(Stored items)
----

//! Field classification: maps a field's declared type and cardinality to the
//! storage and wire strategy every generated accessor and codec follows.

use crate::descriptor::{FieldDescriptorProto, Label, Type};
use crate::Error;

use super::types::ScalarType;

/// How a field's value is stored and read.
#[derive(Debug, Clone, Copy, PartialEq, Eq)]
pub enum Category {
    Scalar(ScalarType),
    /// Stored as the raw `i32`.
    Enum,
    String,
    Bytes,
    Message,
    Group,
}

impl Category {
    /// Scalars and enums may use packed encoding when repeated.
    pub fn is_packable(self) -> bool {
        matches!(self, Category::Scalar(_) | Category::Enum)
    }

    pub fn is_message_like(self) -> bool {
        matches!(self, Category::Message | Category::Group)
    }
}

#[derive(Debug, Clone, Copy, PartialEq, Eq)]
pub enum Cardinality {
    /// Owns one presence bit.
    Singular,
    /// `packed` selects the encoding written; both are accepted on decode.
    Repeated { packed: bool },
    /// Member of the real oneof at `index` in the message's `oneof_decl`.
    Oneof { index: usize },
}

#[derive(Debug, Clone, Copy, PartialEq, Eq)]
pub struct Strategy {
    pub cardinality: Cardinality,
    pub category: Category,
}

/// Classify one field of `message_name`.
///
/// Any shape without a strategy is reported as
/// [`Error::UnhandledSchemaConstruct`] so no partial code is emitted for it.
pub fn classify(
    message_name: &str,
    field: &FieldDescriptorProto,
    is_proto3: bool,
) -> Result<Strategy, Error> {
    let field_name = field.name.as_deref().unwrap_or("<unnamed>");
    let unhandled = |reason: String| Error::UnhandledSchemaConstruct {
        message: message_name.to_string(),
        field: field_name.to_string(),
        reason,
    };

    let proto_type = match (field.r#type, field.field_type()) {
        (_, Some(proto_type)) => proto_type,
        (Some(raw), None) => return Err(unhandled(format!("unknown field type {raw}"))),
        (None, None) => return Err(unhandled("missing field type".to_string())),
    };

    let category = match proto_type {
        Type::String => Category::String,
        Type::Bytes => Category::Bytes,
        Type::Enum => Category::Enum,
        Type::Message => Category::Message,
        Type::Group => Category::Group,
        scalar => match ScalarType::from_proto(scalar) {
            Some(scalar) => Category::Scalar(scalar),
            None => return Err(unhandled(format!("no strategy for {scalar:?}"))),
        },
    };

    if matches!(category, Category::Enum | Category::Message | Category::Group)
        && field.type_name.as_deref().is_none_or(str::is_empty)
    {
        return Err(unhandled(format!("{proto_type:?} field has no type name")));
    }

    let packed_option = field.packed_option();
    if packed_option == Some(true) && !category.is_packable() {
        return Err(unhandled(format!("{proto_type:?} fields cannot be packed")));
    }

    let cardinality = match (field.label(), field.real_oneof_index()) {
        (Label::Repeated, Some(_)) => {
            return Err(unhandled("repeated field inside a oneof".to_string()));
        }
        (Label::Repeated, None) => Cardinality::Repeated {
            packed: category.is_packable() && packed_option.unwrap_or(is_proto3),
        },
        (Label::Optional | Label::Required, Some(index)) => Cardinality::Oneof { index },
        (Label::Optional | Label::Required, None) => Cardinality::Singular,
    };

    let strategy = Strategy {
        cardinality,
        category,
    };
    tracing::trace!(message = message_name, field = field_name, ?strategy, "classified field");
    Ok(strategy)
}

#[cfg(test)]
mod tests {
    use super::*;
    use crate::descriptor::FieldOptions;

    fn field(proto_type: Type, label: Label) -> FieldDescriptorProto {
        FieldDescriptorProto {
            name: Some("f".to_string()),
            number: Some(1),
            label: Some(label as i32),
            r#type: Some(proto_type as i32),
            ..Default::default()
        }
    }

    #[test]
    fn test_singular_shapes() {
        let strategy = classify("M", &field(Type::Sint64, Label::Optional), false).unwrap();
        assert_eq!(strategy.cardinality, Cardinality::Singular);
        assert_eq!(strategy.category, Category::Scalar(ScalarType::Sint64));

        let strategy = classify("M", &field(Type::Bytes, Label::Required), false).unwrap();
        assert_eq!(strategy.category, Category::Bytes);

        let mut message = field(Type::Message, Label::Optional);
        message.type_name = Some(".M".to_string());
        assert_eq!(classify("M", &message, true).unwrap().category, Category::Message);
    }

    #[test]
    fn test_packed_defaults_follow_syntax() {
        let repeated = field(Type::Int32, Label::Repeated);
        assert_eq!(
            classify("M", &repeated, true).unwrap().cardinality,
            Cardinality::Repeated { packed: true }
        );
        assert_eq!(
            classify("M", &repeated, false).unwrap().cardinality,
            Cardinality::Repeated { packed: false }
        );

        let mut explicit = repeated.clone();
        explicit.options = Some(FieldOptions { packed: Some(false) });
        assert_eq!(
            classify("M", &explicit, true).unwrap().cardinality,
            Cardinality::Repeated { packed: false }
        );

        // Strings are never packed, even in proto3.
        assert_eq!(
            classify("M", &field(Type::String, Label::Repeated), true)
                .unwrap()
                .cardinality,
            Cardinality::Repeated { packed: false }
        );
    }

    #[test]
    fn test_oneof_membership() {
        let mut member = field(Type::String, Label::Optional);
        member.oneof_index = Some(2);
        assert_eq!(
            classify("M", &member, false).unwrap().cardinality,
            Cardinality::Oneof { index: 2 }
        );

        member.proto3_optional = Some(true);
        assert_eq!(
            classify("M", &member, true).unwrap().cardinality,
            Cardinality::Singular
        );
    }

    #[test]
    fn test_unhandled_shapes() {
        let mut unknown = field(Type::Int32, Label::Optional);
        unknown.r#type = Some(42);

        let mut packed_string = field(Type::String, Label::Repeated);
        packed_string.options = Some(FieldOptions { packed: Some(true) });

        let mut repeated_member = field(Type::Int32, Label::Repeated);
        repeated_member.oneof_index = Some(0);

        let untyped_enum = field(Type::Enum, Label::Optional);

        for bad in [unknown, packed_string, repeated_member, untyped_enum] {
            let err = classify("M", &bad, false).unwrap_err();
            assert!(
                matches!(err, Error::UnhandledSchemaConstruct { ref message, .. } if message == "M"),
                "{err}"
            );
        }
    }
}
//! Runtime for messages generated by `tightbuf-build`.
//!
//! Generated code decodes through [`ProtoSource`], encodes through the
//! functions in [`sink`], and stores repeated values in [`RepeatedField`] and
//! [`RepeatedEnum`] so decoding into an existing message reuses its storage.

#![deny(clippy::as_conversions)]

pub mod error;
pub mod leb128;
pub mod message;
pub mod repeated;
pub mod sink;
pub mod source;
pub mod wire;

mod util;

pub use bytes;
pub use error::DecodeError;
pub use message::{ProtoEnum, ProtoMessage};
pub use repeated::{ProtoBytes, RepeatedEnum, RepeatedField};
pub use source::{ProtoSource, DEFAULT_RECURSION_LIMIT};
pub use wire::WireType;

----

Exercise details: Give again, exactly as written, the lines running from the first line of the data above through the line that contains "pub fn is_packable(self)".

Answer section:
//! Field classification: maps a field's declared type and cardinality to the
//! storage and wire strategy every generated accessor and codec follows.

use crate::descriptor::{FieldDescriptorProto, Label, Type};
use crate::Error;

use super::types::ScalarType;

/// How a field's value is stored and read.
#[derive(Debug, Clone, Copy, PartialEq, Eq)]
pub enum Category {
    Scalar(ScalarType),
    /// Stored as the raw `i32`.
    Enum,
    String,
    Bytes,
    Message,
    Group,
}

impl Category {
    /// Scalars and enums may use packed encoding when repeated.
    pub fn is_packable(self) -> bool {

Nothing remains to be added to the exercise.